In the records below, find every line with the word "when" and copy it.

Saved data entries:
========================================
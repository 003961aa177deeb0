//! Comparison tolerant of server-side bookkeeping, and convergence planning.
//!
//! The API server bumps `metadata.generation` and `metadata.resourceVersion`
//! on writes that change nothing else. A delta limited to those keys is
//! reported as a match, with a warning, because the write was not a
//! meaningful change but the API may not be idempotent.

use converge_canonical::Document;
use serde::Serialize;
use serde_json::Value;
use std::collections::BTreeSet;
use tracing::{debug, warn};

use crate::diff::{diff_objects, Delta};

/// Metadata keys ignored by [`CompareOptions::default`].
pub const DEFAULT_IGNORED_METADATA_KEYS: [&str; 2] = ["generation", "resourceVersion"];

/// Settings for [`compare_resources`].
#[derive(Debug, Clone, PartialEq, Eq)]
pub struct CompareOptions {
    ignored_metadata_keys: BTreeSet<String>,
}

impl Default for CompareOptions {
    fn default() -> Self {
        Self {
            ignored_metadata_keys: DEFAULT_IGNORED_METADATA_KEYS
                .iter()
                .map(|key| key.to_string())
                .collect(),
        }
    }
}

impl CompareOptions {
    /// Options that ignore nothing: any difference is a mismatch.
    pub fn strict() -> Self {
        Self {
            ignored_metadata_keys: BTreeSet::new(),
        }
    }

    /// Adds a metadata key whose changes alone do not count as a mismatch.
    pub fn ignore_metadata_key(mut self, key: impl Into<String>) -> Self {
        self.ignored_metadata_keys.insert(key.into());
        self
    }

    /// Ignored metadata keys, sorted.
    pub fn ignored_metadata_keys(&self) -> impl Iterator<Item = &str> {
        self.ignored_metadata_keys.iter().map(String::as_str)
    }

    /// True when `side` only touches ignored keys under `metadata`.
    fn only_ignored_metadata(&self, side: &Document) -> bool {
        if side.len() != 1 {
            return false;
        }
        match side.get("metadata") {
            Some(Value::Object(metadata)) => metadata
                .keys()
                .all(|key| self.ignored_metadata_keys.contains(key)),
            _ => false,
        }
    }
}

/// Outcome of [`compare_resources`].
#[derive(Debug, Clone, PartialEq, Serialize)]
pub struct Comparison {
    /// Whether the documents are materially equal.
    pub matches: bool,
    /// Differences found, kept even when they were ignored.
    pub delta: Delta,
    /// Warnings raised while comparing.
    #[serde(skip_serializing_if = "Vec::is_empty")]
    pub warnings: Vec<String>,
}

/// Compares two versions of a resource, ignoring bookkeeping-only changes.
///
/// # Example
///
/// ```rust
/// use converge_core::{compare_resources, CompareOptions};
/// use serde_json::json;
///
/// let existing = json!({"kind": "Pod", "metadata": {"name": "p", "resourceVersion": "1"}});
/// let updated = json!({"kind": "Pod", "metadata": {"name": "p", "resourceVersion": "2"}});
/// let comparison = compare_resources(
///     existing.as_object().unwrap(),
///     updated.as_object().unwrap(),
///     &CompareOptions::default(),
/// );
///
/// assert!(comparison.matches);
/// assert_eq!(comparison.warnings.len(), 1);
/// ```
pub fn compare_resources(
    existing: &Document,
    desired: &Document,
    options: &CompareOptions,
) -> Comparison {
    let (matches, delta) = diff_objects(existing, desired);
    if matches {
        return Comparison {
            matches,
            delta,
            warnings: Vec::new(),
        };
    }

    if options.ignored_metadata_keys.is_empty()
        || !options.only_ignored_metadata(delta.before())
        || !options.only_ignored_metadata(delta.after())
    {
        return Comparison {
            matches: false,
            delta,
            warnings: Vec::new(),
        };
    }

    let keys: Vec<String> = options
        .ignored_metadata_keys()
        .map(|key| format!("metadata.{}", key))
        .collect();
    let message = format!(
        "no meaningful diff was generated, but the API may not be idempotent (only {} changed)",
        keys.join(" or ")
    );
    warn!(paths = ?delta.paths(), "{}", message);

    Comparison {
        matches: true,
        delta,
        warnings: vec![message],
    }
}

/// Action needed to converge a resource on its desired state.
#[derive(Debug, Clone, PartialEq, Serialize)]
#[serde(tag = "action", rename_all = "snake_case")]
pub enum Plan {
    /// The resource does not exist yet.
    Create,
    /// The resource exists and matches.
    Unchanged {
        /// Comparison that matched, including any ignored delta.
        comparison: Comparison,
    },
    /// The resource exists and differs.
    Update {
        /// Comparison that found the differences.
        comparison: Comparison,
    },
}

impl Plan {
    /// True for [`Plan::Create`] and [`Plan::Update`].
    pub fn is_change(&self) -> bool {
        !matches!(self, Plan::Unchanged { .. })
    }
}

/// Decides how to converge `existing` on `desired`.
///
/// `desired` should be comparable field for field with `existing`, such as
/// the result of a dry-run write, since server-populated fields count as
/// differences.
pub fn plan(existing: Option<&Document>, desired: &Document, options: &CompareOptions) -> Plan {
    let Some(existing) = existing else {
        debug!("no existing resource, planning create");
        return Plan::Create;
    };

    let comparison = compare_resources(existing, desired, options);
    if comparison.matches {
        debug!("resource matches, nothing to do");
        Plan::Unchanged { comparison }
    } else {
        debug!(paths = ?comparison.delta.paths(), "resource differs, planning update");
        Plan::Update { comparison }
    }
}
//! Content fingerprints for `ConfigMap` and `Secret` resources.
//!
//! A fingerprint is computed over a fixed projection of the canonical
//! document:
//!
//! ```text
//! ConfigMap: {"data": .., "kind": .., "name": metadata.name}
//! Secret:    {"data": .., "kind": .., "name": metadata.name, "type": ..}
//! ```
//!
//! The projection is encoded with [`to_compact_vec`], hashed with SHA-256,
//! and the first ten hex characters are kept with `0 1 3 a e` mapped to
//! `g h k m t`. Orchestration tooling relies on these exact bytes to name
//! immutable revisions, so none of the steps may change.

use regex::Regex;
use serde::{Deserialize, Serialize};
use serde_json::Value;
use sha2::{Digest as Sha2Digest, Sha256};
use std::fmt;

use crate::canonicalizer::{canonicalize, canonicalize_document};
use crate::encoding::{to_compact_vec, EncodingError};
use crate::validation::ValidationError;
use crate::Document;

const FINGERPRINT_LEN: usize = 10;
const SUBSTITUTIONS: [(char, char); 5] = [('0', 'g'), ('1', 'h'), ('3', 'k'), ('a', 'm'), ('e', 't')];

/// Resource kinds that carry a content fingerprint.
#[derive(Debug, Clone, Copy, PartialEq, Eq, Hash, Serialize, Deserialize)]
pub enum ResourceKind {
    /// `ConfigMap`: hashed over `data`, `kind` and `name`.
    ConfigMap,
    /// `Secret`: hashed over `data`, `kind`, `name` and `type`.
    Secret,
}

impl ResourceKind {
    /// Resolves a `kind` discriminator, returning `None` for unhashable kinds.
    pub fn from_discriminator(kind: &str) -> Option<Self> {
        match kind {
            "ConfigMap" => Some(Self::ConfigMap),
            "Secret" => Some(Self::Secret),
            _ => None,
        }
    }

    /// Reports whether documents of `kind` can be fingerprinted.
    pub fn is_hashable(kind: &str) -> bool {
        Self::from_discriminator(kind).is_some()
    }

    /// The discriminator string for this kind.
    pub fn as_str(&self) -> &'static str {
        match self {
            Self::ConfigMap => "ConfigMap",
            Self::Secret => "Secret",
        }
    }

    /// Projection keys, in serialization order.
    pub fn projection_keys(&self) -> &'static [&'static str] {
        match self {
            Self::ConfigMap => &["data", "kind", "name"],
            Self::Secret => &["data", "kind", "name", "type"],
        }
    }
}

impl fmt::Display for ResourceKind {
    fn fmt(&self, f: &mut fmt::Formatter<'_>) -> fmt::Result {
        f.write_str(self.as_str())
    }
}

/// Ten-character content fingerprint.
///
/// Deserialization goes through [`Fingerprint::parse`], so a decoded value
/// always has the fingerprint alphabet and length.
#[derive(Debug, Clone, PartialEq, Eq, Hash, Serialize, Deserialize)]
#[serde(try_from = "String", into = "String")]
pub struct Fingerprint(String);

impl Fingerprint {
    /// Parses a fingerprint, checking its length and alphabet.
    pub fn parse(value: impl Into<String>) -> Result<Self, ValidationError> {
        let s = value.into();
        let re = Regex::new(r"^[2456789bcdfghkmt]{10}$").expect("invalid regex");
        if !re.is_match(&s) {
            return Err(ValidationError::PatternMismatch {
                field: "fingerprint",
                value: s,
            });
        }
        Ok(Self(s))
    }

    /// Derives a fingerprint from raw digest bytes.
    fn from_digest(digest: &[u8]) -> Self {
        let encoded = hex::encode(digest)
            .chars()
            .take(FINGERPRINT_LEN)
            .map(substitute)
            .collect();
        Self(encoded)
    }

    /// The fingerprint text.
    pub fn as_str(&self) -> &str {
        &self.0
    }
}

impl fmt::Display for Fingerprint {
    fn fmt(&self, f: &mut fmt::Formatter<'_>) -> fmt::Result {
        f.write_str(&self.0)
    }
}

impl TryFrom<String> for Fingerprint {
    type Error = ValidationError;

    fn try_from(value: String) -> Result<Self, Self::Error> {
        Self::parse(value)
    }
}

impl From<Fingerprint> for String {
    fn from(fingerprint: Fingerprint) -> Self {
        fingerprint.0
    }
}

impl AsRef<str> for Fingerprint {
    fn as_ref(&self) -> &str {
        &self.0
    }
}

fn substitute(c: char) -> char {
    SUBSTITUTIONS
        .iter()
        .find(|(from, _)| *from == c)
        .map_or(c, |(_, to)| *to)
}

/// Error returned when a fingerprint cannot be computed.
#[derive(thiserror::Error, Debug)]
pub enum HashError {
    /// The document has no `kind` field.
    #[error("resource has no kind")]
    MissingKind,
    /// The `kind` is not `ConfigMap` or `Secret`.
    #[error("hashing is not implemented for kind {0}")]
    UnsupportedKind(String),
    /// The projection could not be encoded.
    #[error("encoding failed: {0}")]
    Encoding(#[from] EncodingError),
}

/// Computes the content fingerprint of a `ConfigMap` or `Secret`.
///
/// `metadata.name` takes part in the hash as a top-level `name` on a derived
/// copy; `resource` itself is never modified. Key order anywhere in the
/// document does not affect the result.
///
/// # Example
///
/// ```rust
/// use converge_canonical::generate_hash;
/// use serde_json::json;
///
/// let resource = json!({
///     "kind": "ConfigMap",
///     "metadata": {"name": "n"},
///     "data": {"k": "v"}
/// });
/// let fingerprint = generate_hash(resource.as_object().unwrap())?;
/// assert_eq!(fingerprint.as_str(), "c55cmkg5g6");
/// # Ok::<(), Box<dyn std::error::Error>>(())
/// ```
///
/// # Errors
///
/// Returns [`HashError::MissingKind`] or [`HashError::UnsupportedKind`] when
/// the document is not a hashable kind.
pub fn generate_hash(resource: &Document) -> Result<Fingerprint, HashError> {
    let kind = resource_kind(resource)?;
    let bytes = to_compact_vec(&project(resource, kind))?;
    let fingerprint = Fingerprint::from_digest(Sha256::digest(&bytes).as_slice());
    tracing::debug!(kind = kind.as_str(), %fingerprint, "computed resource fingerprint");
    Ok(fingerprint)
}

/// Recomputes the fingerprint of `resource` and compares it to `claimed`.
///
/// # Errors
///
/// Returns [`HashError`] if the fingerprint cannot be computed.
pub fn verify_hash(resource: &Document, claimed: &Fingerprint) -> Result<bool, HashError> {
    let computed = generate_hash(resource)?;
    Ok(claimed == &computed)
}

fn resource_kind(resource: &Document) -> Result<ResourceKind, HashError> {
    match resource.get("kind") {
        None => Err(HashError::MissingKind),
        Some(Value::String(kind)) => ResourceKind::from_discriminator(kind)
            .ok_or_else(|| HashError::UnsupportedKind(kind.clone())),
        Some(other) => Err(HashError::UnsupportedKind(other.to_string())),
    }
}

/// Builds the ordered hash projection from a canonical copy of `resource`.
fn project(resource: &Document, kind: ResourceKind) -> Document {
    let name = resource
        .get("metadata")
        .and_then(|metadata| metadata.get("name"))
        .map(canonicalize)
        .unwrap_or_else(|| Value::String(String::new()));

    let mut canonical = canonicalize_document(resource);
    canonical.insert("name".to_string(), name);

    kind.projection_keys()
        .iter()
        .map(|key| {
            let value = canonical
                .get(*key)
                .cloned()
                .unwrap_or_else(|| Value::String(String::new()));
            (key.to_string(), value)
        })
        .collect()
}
========================================
* _Task output_
    /// True when `side` only touches ignored keys under `metadata`.
    /// Differences found, kept even when they were ignored.
/// Error returned when a fingerprint cannot be computed.
/// Returns [`HashError::MissingKind`] or [`HashError::UnsupportedKind`] when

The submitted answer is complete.